Daria Huber ci racconta il nuovo singolo 'Viaggi della Mente', scritto in quarantena. Daria aveva partecipato alle audizioni di 'X Factor'.
- - Ultimo aggiornamento
loading

Si intitola Viaggi della Mente (Trident Music/Polydor) il nuovo singolo di Daria Huber. L’avevamo vista a X Factor, intenta a cantare con la sua chitarra John My Beloved di Sufjan Stevens. Non è arrivata ai live della scorsa edizione, ma da quell’esperienza Daria racconta di aver imparato tanto.

«X Factor mi ha fatto crescere tanto come persona e come artista. – ci dice – Sono andata lì che avevo 17 anni e per me sono state emozioni uniche che non dimenticherò mai. Non mi ha cambiato completamente a livello di sound, ero già sicura del percorso che volevo fare. Ho acquisito maggiore sicurezza su tutto».

Dopo il talent, come tutti Daria è stata costretta in casa dalla quarantena e proprio in lockdown è nata Viaggi della Mente, la sua seconda canzone in italiano.

LEGGI ANCHE: Blind: «Ora sono semplicemente me stesso»

«Il brano è nato a inizio maggio, volevo fuggire dalla noia di stare in casa e anche fuggire dalla situazione che stavamo vivendo. – ci racconta Daria Huber – Questo brano mi ha fatto fare l’unico viaggio possibile, quello della mente. È positivo proprio come speranza per il futuro e ho trovato felicità dove vedevo solo cose brutte».

Il video di Viaggi della Mente, diretto da Alice Bulloni con animazioni di Roberta Tufigno, muove dall’idea di rappresentare il distacco dalla realtà grazie al potere dell’immaginazione, proprio inserendo l’immaginario nel reale. Diventa così il riflesso perfetto della dimensione creativa di Daria, del modo in cui percepisce il suo brano e ciò che vuole comunicarci.

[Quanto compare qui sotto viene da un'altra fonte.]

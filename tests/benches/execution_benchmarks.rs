//! # Execution Benchmarks
//!
//! | Group | Measures |
//! |-------|----------|
//! | sc-02 codec | wire decode and signer recovery of one transfer |
//! | sc-07 check_tx | admission-view validation |
//! | sc-07 block | one block of N transfers, sync and sharded delivery |

use criterion::{black_box, criterion_group, criterion_main, BatchSize, BenchmarkId, Criterion, Throughput};
use sc_02_transaction::test_utils::TestWallet;
use sc_02_transaction::{decode_trx, recover_signer};
use sc_06_execution::ExecutorConfig;
use sc_07_block_app::AppConfig;
use sc_tests::support::{Chain, FUNDS, GAS};
use std::time::Duration;

// ============================================================================
// SC-02: Transaction codec
// ============================================================================

fn bench_codec(c: &mut Criterion) {
    let mut group = c.benchmark_group("sc-02-codec");
    let wallet = TestWallet::from_seed(1);
    let raw = wallet.signed_transfer([0x01; 20], 1, 100, GAS);
    let trx = decode_trx(&raw).expect("decode");

    group.bench_function("decode_transfer", |b| b.iter(|| black_box(decode_trx(black_box(&raw)))));
    group.bench_function("recover_signer", |b| b.iter(|| black_box(recover_signer(black_box(&trx)))));
    group.finish();
}

// ============================================================================
// SC-07: Admission
// ============================================================================

fn bench_check_tx(c: &mut Criterion) {
    let mut group = c.benchmark_group("sc-07-check-tx");
    let wallet = TestWallet::from_seed(2);

    // The admission view consumes the nonce, so each iteration gets a fresh chain.
    group.bench_function("transfer", |b| {
        b.iter_batched(
            || {
                let chain = Chain::new(&[10], &[(wallet.address, FUNDS)]);
                let raw = wallet.signed_transfer([0x02; 20], 1, 100, GAS);
                (chain, raw)
            },
            |(chain, raw)| black_box(chain.app.check_tx(&raw)),
            BatchSize::SmallInput,
        )
    });
    group.finish();
}

// ============================================================================
// SC-07: Block execution
// ============================================================================

fn block_inputs(senders: u64, config: AppConfig) -> (Chain, Vec<Vec<u8>>) {
    let wallets: Vec<TestWallet> = (0..senders).map(|i| TestWallet::from_seed(100 + i)).collect();
    let holders: Vec<_> = wallets.iter().map(|w| (w.address, FUNDS)).collect();
    let chain = Chain::with_config(&[10, 20, 30], &holders, config);
    let txs = wallets
        .iter()
        .map(|w| w.signed_transfer([0x03; 20], 1, 1, GAS))
        .collect();
    (chain, txs)
}

fn bench_block(c: &mut Criterion) {
    let mut group = c.benchmark_group("sc-07-block");
    group.measurement_time(Duration::from_secs(10));
    let rt = tokio::runtime::Runtime::new().expect("runtime");

    let sharded = AppConfig {
        executor: ExecutorConfig {
            async_delivery: true,
            ..ExecutorConfig::default()
        },
        ..AppConfig::default()
    };

    for size in [10u64, 100, 500] {
        group.throughput(Throughput::Elements(size));
        for (label, config) in [("sync", AppConfig::default()), ("sharded", sharded.clone())] {
            group.bench_with_input(BenchmarkId::new(label, size), &size, |b, &size| {
                b.iter_batched(
                    || block_inputs(size, config.clone()),
                    |(chain, txs)| rt.block_on(async { black_box(chain.block(txs).await.commit) }),
                    BatchSize::LargeInput,
                )
            });
        }
    }
    group.finish();
}

criterion_group!(benches, bench_codec, bench_check_tx, bench_block);
criterion_main!(benches);
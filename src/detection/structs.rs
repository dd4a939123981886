use rustc_hash::FxHashMap;
use serde::ser::{Serialize, Serializer};

use crate::detection::fingerprint::Fingerprint;

/// A detected performance problem
#[derive(Debug, Clone, PartialEq, serde::Serialize)]
pub struct PerformanceIssue {
    pub fingerprint: Fingerprint,
    /// The span that triggered the detection
    pub span_id: String,
    /// The op prefix the span was matched under
    pub allowed_op: String,
    /// Evidence, in visiting order
    pub spans_involved: Vec<String>,
    #[serde(skip_serializing_if = "Option::is_none")]
    pub hash: Option<String>,
}

impl PerformanceIssue {
    pub fn new(fingerprint: Fingerprint, span_id: &str, allowed_op: &str, spans_involved: Vec<String>) -> Self {
        Self {
            fingerprint,
            span_id: span_id.to_string(),
            allowed_op: allowed_op.to_string(),
            spans_involved,
            hash: None,
        }
    }

    pub fn with_hash(mut self, hash: &str) -> Self {
        self.hash = Some(hash.to_string());
        self
    }
}

/// Issues keyed by fingerprint, iterated in the order they were stored.
///
/// Entries are never removed and, once stored, never replaced.
#[derive(Debug, Clone, Default, PartialEq)]
pub struct StoredIssues {
    issues: Vec<PerformanceIssue>,
    index: FxHashMap<Fingerprint, usize>,
}

impl StoredIssues {
    pub fn new() -> Self {
        Self::default()
    }

    pub fn len(&self) -> usize {
        self.issues.len()
    }

    pub fn is_empty(&self) -> bool {
        self.issues.is_empty()
    }

    pub fn contains(&self, fingerprint: &Fingerprint) -> bool {
        self.index.contains_key(fingerprint)
    }

    pub fn get(&self, fingerprint: &Fingerprint) -> Option<&PerformanceIssue> {
        self.index.get(fingerprint).map(|&position| &self.issues[position])
    }

    /// The earliest stored issue
    pub fn first(&self) -> Option<&PerformanceIssue> {
        self.issues.first()
    }

    pub fn iter(&self) -> impl Iterator<Item = &PerformanceIssue> {
        self.issues.iter()
    }

    pub fn fingerprints(&self) -> impl Iterator<Item = &Fingerprint> {
        self.issues.iter().map(|issue| &issue.fingerprint)
    }

    /// Store the issue unless its fingerprint is already present. Returns
    /// whether the issue was stored.
    pub(crate) fn insert_if_absent(&mut self, issue: PerformanceIssue) -> bool {
        if self.index.contains_key(&issue.fingerprint) {
            return false;
        }
        self.index.insert(issue.fingerprint.clone(), self.issues.len());
        self.issues.push(issue);
        true
    }

    pub(crate) fn get_mut(&mut self, fingerprint: &Fingerprint) -> Option<&mut PerformanceIssue> {
        let position = *self.index.get(fingerprint)?;
        self.issues.get_mut(position)
    }
}

impl<'a> IntoIterator for &'a StoredIssues {
    type Item = &'a PerformanceIssue;
    type IntoIter = std::slice::Iter<'a, PerformanceIssue>;

    fn into_iter(self) -> Self::IntoIter {
        self.issues.iter()
    }
}

impl Serialize for StoredIssues {
    fn serialize<S: Serializer>(&self, serializer: S) -> Result<S::Ok, S::Error> {
        serializer.collect_map(self.issues.iter().map(|issue| (&issue.fingerprint, issue)))
    }
}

«Ultimamente – conclude Daria – in Italia si sta creando la scuola indie, dove mi rivedo un po’ di più. Però faccio musica che è più pop che indie. Ogni tanto mi sento un pesce fuor d’acqua, perché faccio pop che però non è musica leggera. Non voglio inserirmi in una scatola, mi piace sperimentare e fare tante cose. Lavorerò».